教育長:例えば、子どもたちは、休日にどこかへ出かけて、経験したり感じたりしたことが、教室で学ぶことと確実につながっていきます。教員も一緒です。休みに疲れて寝る時も当然あると思いますが、外に出かけ、遊んだりうれしかったり感動したりしたことが、次の月曜日からの子どもと一緒の時間や授業の中に入り込み、子どもの学びに届いていくのだと思います。

 働き方改革は、教員を楽にすることだと思われていらっしゃる方もいると思います。仮にそうだとすれば、何のためにするかということです。

 例えば、子どもから話しかけられても、「ちょっと待って」「後で」と答えてしまうことがあります。それは、宿題やノートを見るなど、子どもたちのためにやることがあるからなのですが、やっぱり子どもの話を聞いて、一緒に話した方がいいと思うんです。
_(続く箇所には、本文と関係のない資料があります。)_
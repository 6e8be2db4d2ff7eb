//! Shared per-queue resources that command buffers may require.
//!
//! A queue keeps a single preamble generated for the high-water mark of all
//! requirements it has seen. Requirements only ever grow.

/// Sizes and flags of shared resources needed to execute command buffers.
#[derive(Clone, Copy, Debug, Default, PartialEq, Eq, Hash)]
#[cfg_attr(feature = "serde", derive(serde::Serialize, serde::Deserialize))]
pub struct PreambleRequirements {
    /// Scratch bytes per wave for graphics shaders.
    pub scratch_size_per_wave: u32,

    /// Number of graphics waves that use scratch concurrently.
    pub scratch_waves: u32,

    /// Scratch bytes per wave for compute shaders.
    pub compute_scratch_size_per_wave: u32,

    /// Number of compute waves that use scratch concurrently.
    pub compute_scratch_waves: u32,

    /// Size of the export-to-geometry ring.
    pub esgs_ring_size: u32,

    /// Size of the geometry-to-vertex ring.
    pub gsvs_ring_size: u32,

    /// Tessellation factor and offchip rings.
    pub tess_rings: bool,

    /// Global data share.
    pub gds: bool,

    /// Global data share ordered append.
    pub gds_oa: bool,

    /// Custom sample positions table.
    pub sample_positions: bool,
}

impl PreambleRequirements {
    /// Requirements of command buffers that need nothing.
    pub fn none() -> Self {
        Self::default()
    }

    /// Grow `self` so that it covers `other` as well.
    pub fn merge(&mut self, other: &Self) {
        self.scratch_size_per_wave = self.scratch_size_per_wave.max(other.scratch_size_per_wave);
        self.scratch_waves = self.scratch_waves.max(other.scratch_waves);
        self.compute_scratch_size_per_wave = self
            .compute_scratch_size_per_wave
            .max(other.compute_scratch_size_per_wave);
        self.compute_scratch_waves = self.compute_scratch_waves.max(other.compute_scratch_waves);
        self.esgs_ring_size = self.esgs_ring_size.max(other.esgs_ring_size);
        self.gsvs_ring_size = self.gsvs_ring_size.max(other.gsvs_ring_size);
        self.tess_rings |= other.tess_rings;
        self.gds |= other.gds;
        self.gds_oa |= other.gds_oa;
        self.sample_positions |= other.sample_positions;
    }

    /// Element-wise maximum of two requirements.
    pub fn union(mut self, other: &Self) -> Self {
        self.merge(other);
        self
    }

    /// Check if resources sized for `self` satisfy `other`.
    pub fn covers(&self, other: &Self) -> bool {
        self.union(other) == *self
    }

    /// Graphics scratch buffer size in bytes.
    pub fn scratch_size(&self) -> u64 {
        u64::from(self.scratch_size_per_wave) * u64::from(self.scratch_waves)
    }

    /// Compute scratch buffer size in bytes.
    pub fn compute_scratch_size(&self) -> u64 {
        u64::from(self.compute_scratch_size_per_wave) * u64::from(self.compute_scratch_waves)
    }

    /// Requirements of the preamble for all of `iter`.
    pub fn collect<'a, I>(iter: I) -> Self
    where
        I: IntoIterator<Item = &'a PreambleRequirements>,
    {
        iter.into_iter().fold(Self::none(), |acc, req| acc.union(req))
    }
}
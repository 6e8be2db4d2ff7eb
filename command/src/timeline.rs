//! Host emulated timeline semaphore.
//!
//! Timeline is a monotonic counter backed by binary syncobjs.
//! Every value some submission signals gets its own point with a syncobj.
//! Points are kept sorted by value and reclaimed once signaled and unused.

use {
    crate::{dispatch::Wakeups, submission::Submission},
    parking_lot::{Condvar, Mutex},
    relevant::Relevant,
    sluice_core::{
        Backend, Deadline, DeviceLost, SubmitError, SyncobjDevice, Syncobj, WaitMode,
        WaitStatus,
    },
    std::{collections::VecDeque, sync::Arc},
};

#[derive(Debug)]
struct Point<B: Backend> {
    value: u64,
    syncobj: Syncobj<B>,
    wait_count: u32,
}

#[derive(derivative::Derivative)]
#[derivative(Debug)]
struct Waiter<B: Backend> {
    value: u64,
    #[derivative(Debug = "ignore")]
    submission: Arc<Submission<B>>,
}

#[derive(Debug)]
struct State<B: Backend> {
    highest_signaled: u64,
    highest_submitted: u64,

    /// Point storage. Slots are never removed, only recycled.
    points: Vec<Point<B>>,

    /// Indices of live points in ascending value order.
    live: VecDeque<usize>,

    /// Indices of reclaimed points ready for reuse.
    free: Vec<usize>,

    waiters: Vec<Waiter<B>>,
}

/// Borrow of a timeline point.
/// Keeps the point alive until returned with [`Timeline::release`] or [`Timeline::finalize_signal`].
#[derive(Debug)]
pub struct PointBorrow<B: Backend> {
    index: usize,
    value: u64,
    syncobj: B::Syncobj,
    relevant: Relevant,
}

impl<B> PointBorrow<B>
where
    B: Backend,
{
    /// Value of the point.
    pub fn value(&self) -> u64 {
        self.value
    }

    /// Syncobj signaled when the point is reached.
    pub fn syncobj(&self) -> B::Syncobj {
        self.syncobj
    }
}

/// Timeline semaphore payload.
#[derive(derivative::Derivative)]
#[derivative(Debug)]
pub struct Timeline<B: Backend> {
    state: Mutex<State<B>>,
    condvar: Condvar,
    #[derivative(Debug = "ignore")]
    device: Arc<dyn SyncobjDevice<B>>,
}

impl<B> Timeline<B>
where
    B: Backend,
{
    /// Create timeline with initial value.
    pub fn new(device: &Arc<dyn SyncobjDevice<B>>, initial: u64) -> Self {
        Timeline {
            state: Mutex::new(State {
                highest_signaled: initial,
                highest_submitted: initial,
                points: Vec::new(),
                live: VecDeque::new(),
                free: Vec::new(),
                waiters: Vec::new(),
            }),
            condvar: Condvar::new(),
            device: device.clone(),
        }
    }

    /// Current value. Reclaims signaled points first.
    pub fn value(&self) -> u64 {
        let mut state = self.state.lock();
        state.garbage_collect();
        state.highest_signaled
    }

    /// Highest value some submission that signals this timeline was dispatched for.
    pub fn highest_submitted(&self) -> u64 {
        self.state.lock().highest_submitted
    }

    /// Number of points that are not reclaimed yet.
    pub fn live_points(&self) -> usize {
        self.state.lock().live.len()
    }

    /// Number of points ever created.
    pub fn allocated_points(&self) -> usize {
        self.state.lock().points.len()
    }

    /// Borrow the first point with value at least `value`.
    /// Returns `None` if the value is already signaled.
    pub fn find_point_at_least(&self, value: u64) -> Option<PointBorrow<B>> {
        self.state.lock().find_point_at_least(value)
    }

    /// Add point for `value`.
    /// Returns `None` if the value is already signaled or another submission signals it.
    pub fn add_point(&self, value: u64) -> Result<Option<PointBorrow<B>>, SubmitError> {
        let mut state = self.state.lock();
        if value <= state.highest_signaled {
            return Ok(None);
        }

        let position = match state.live.binary_search_by_key(&value, |&index| state.points[index].value) {
            Ok(_) => return Ok(None),
            Err(position) => position,
        };

        let index = match state.free.pop() {
            Some(index) => {
                if let Err(error) = state.points[index].syncobj.reset() {
                    state.free.push(index);
                    return Err(error.into());
                }
                let point = &mut state.points[index];
                point.value = value;
                point.wait_count = 1;
                index
            }
            None => {
                let syncobj = Syncobj::new(&self.device, false)?;
                state.points.push(Point {
                    value,
                    syncobj,
                    wait_count: 1,
                });
                state.points.len() - 1
            }
        };

        state.live.insert(position, index);
        let syncobj = state.points[index].syncobj.raw();
        Ok(Some(PointBorrow {
            index,
            value,
            syncobj,
            relevant: Relevant,
        }))
    }

    /// Return point borrow.
    pub fn release(&self, point: PointBorrow<B>) {
        let mut state = self.state.lock();
        state.release(point);
    }

    /// Register submission that must not be released before `value` is submitted.
    /// Returns `false` if `value` is already submitted and nothing was registered.
    pub(crate) fn register_waiter(&self, value: u64, submission: &Arc<Submission<B>>) -> bool {
        let mut state = self.state.lock();
        if state.highest_submitted < value {
            state.waiters.push(Waiter {
                value,
                submission: submission.clone(),
            });
            true
        } else {
            false
        }
    }

    /// Signal `value` from host.
    pub(crate) fn signal(&self, value: u64, wakeups: &mut Wakeups<B>) {
        let mut state = self.state.lock();
        state.highest_signaled = state.highest_signaled.max(value);
        state.highest_submitted = state.highest_submitted.max(value);
        state.garbage_collect();
        state.trigger_waiters(wakeups);
        self.condvar.notify_all();
    }

    /// Record that work signaling `value` reached the hardware.
    pub(crate) fn finalize_signal(
        &self,
        point: Option<PointBorrow<B>>,
        value: u64,
        wakeups: &mut Wakeups<B>,
    ) {
        let mut state = self.state.lock();
        if let Some(point) = point {
            state.release(point);
        }
        state.highest_submitted = state.highest_submitted.max(value);
        state.trigger_waiters(wakeups);
        self.condvar.notify_all();
    }

    /// Block until `value` is signaled or the deadline is reached.
    pub fn wait(&self, value: u64, deadline: Deadline) -> Result<WaitStatus, DeviceLost> {
        let point = {
            let mut state = self.state.lock();
            while state.highest_submitted < value {
                match deadline {
                    Deadline::Never => self.condvar.wait(&mut state),
                    Deadline::At(instant) => {
                        if self.condvar.wait_until(&mut state, instant).timed_out()
                            && state.highest_submitted < value
                        {
                            return Ok(WaitStatus::Timeout);
                        }
                    }
                }
            }
            state.find_point_at_least(value)
        };

        match point {
            None => Ok(WaitStatus::Signaled),
            Some(point) => {
                let status = self.device.wait_syncobjs(
                    &[point.syncobj],
                    WaitMode::All,
                    deadline,
                );
                self.release(point);
                status
            }
        }
    }
}

impl<B> State<B>
where
    B: Backend,
{
    fn garbage_collect(&mut self) {
        while let Some(&index) = self.live.front() {
            let point = &self.points[index];
            if point.wait_count > 0 || point.value > self.highest_submitted {
                break;
            }

            match point.syncobj.is_signaled() {
                Ok(true) => {}
                Ok(false) | Err(DeviceLost) => break,
            }

            self.highest_signaled = self.highest_signaled.max(point.value);
            self.live.pop_front();
            self.free.push(index);
        }
    }

    fn find_point_at_least(&mut self, value: u64) -> Option<PointBorrow<B>> {
        self.garbage_collect();
        if value <= self.highest_signaled {
            return None;
        }

        let index = self
            .live
            .iter()
            .copied()
            .find(|&index| self.points[index].value >= value)?;

        let point = &mut self.points[index];
        point.wait_count += 1;
        Some(PointBorrow {
            index,
            value: point.value,
            syncobj: point.syncobj.raw(),
            relevant: Relevant,
        })
    }

    fn release(&mut self, point: PointBorrow<B>) {
        let PointBorrow {
            index, relevant, ..
        } = point;
        relevant.dispose();

        let point = &mut self.points[index];
        sluice_core::sluice_slow_assert!(point.wait_count > 0);
        point.wait_count -= 1;
    }

    fn trigger_waiters(&mut self, wakeups: &mut Wakeups<B>) {
        let highest_submitted = self.highest_submitted;
        let mut index = 0;
        while index < self.waiters.len() {
            if self.waiters[index].value <= highest_submitted {
                let waiter = self.waiters.swap_remove(index);
                wakeups.satisfied(waiter.submission);
            } else {
                index += 1;
            }
        }
    }
}

#[cfg(test)]
mod tests {
    use {
        super::*,
        rand::{seq::SliceRandom, Rng},
        sluice_soft::SoftBackend,
    };

    fn timeline(initial: u64) -> (Arc<sluice_soft::SoftSyncobjs>, Timeline<SoftBackend>) {
        let syncobjs = Arc::new(sluice_soft::SoftSyncobjs::new());
        let device: Arc<dyn SyncobjDevice<SoftBackend>> = syncobjs.clone();
        (syncobjs, Timeline::new(&device, initial))
    }

    #[test]
    fn add_point_rejects_signaled_and_duplicate_values() {
        let (_, timeline) = timeline(3);
        assert!(timeline.add_point(3).unwrap().is_none());

        let point = timeline.add_point(5).unwrap().unwrap();
        assert_eq!(point.value(), 5);
        assert!(timeline.add_point(5).unwrap().is_none());

        timeline.release(point);
    }

    #[test]
    fn points_are_recycled_after_signal() {
        let (syncobjs, timeline) = timeline(0);
        let mut wakeups = Wakeups::new();

        let point = timeline.add_point(1).unwrap().unwrap();
        syncobjs.signal_syncobjs(&[point.syncobj()]).unwrap();
        timeline.finalize_signal(Some(point), 1, &mut wakeups);
        assert_eq!(timeline.value(), 1);
        assert_eq!(timeline.live_points(), 0);

        let point = timeline.add_point(2).unwrap().unwrap();
        assert_eq!(timeline.allocated_points(), 1);
        assert!(!syncobjs.is_signaled(point.syncobj()));
        timeline.release(point);
    }

    #[test]
    fn value_lags_until_point_syncobj_signals() {
        let (syncobjs, timeline) = timeline(0);
        let mut wakeups = Wakeups::new();

        let point = timeline.add_point(4).unwrap().unwrap();
        let raw = point.syncobj();
        timeline.finalize_signal(Some(point), 4, &mut wakeups);
        assert_eq!(timeline.highest_submitted(), 4);
        assert_eq!(timeline.value(), 0);

        let borrowed = timeline.find_point_at_least(2).unwrap();
        assert_eq!(borrowed.value(), 4);

        syncobjs.signal_syncobjs(&[raw]).unwrap();
        assert_eq!(timeline.value(), 0, "Borrowed point must not be reclaimed");
        timeline.release(borrowed);
        assert_eq!(timeline.value(), 4);
        assert!(timeline.find_point_at_least(4).is_none());
    }

    #[test]
    fn host_signal_is_monotonic() {
        let (_, timeline) = timeline(0);
        let mut wakeups = Wakeups::new();
        timeline.signal(7, &mut wakeups);
        timeline.signal(3, &mut wakeups);
        assert_eq!(timeline.value(), 7);
        assert_eq!(timeline.highest_submitted(), 7);
    }

    #[test]
    fn wait_times_out_without_signal() {
        let (_, timeline) = timeline(0);
        let status = timeline
            .wait(1, Deadline::after(std::time::Duration::from_millis(10)))
            .unwrap();
        assert_eq!(status, WaitStatus::Timeout);
    }

    #[test]
    fn wait_wakes_on_host_signal() {
        let (_, timeline) = timeline(0);
        let timeline = Arc::new(timeline);

        let waiter = {
            let timeline = timeline.clone();
            std::thread::spawn(move || timeline.wait(2, Deadline::Never).unwrap())
        };

        std::thread::sleep(std::time::Duration::from_millis(10));
        let mut wakeups = Wakeups::new();
        timeline.signal(2, &mut wakeups);

        assert_eq!(waiter.join().unwrap(), WaitStatus::Signaled);
    }

    #[test]
    fn random_signal_order_keeps_value_monotonic() {
        let _ = env_logger::builder().is_test(true).try_init();

        let (syncobjs, timeline) = timeline(0);
        let mut rng = rand::thread_rng();
        let mut values: Vec<u64> = (1..=32).collect();
        values.shuffle(&mut rng);

        let mut last = 0;
        for value in values {
            let mut wakeups = Wakeups::new();
            if let Some(point) = timeline.add_point(value).unwrap() {
                if rng.gen_bool(0.7) {
                    syncobjs.signal_syncobjs(&[point.syncobj()]).unwrap();
                }
                timeline.finalize_signal(Some(point), value, &mut wakeups);
            }
            wakeups.process();

            let current = timeline.value();
            assert!(current >= last);
            assert!(current <= timeline.highest_submitted());
            last = current;
        }

        let mut wakeups = Wakeups::new();
        timeline.signal(32, &mut wakeups);
        wakeups.process();
        assert_eq!(timeline.value(), 32);
    }
}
その瞬間の子どもの発見や気付きがあり、その時だからこそ、先生に伝えたいこと、話したいことがあるのですから。

 だから、それができない何かがあるのなら、その何かを減らす必要があると思います。楽になった先生たちが、子どもと一緒に考えたり遊んだり、子どもの声を聞ける時間をつくりたいのです。

 また、学校では授業の時間が一番長いのですから、授業を通して子どもと会話したり面白がったりしてほしい。子どもたちが疑問に感じたり知りたいと思ったりしたことを、一緒になって探してほしい。そのための、教材研究や授業準備をする時間をとれるようにしたいというのが働き方改革であると考えています。

 だから、決して「先生が楽になる」ということではなく、子どものためなんだということを理解していただきたいと思います。

—先生方の元気や充実感が、子どもたちの学びに繋がっているのですね。

教育長:はい。教員の仕事は、創造的なものです。自分自身が、感動したり嬉しかったりすること、元気であることが、そのまま子どもの学びに必要ですし、そこが教員に求められていると思います。

 子どもたちは、教員や大人のいろいろな姿を見て育ちます。我々大人が、日々の中で子どもに何を伝えられているのかと考えたとき、子どもの年齢やさまざまな状況にもよりますが、そのままを話したり見せたりすことで、子どもが深く考えたりわかったりする機会になるのかなとも思います。

 「学校における働き方改革取組方針」と「運動部活動の方針」は福山市教育委員会のHPに掲載していますのでご覧ください。また、各学校からも、さまざまな機会を通じて保護者や地域の皆様にお伝えていると思います。これからも、しっかり取り組んでいきます。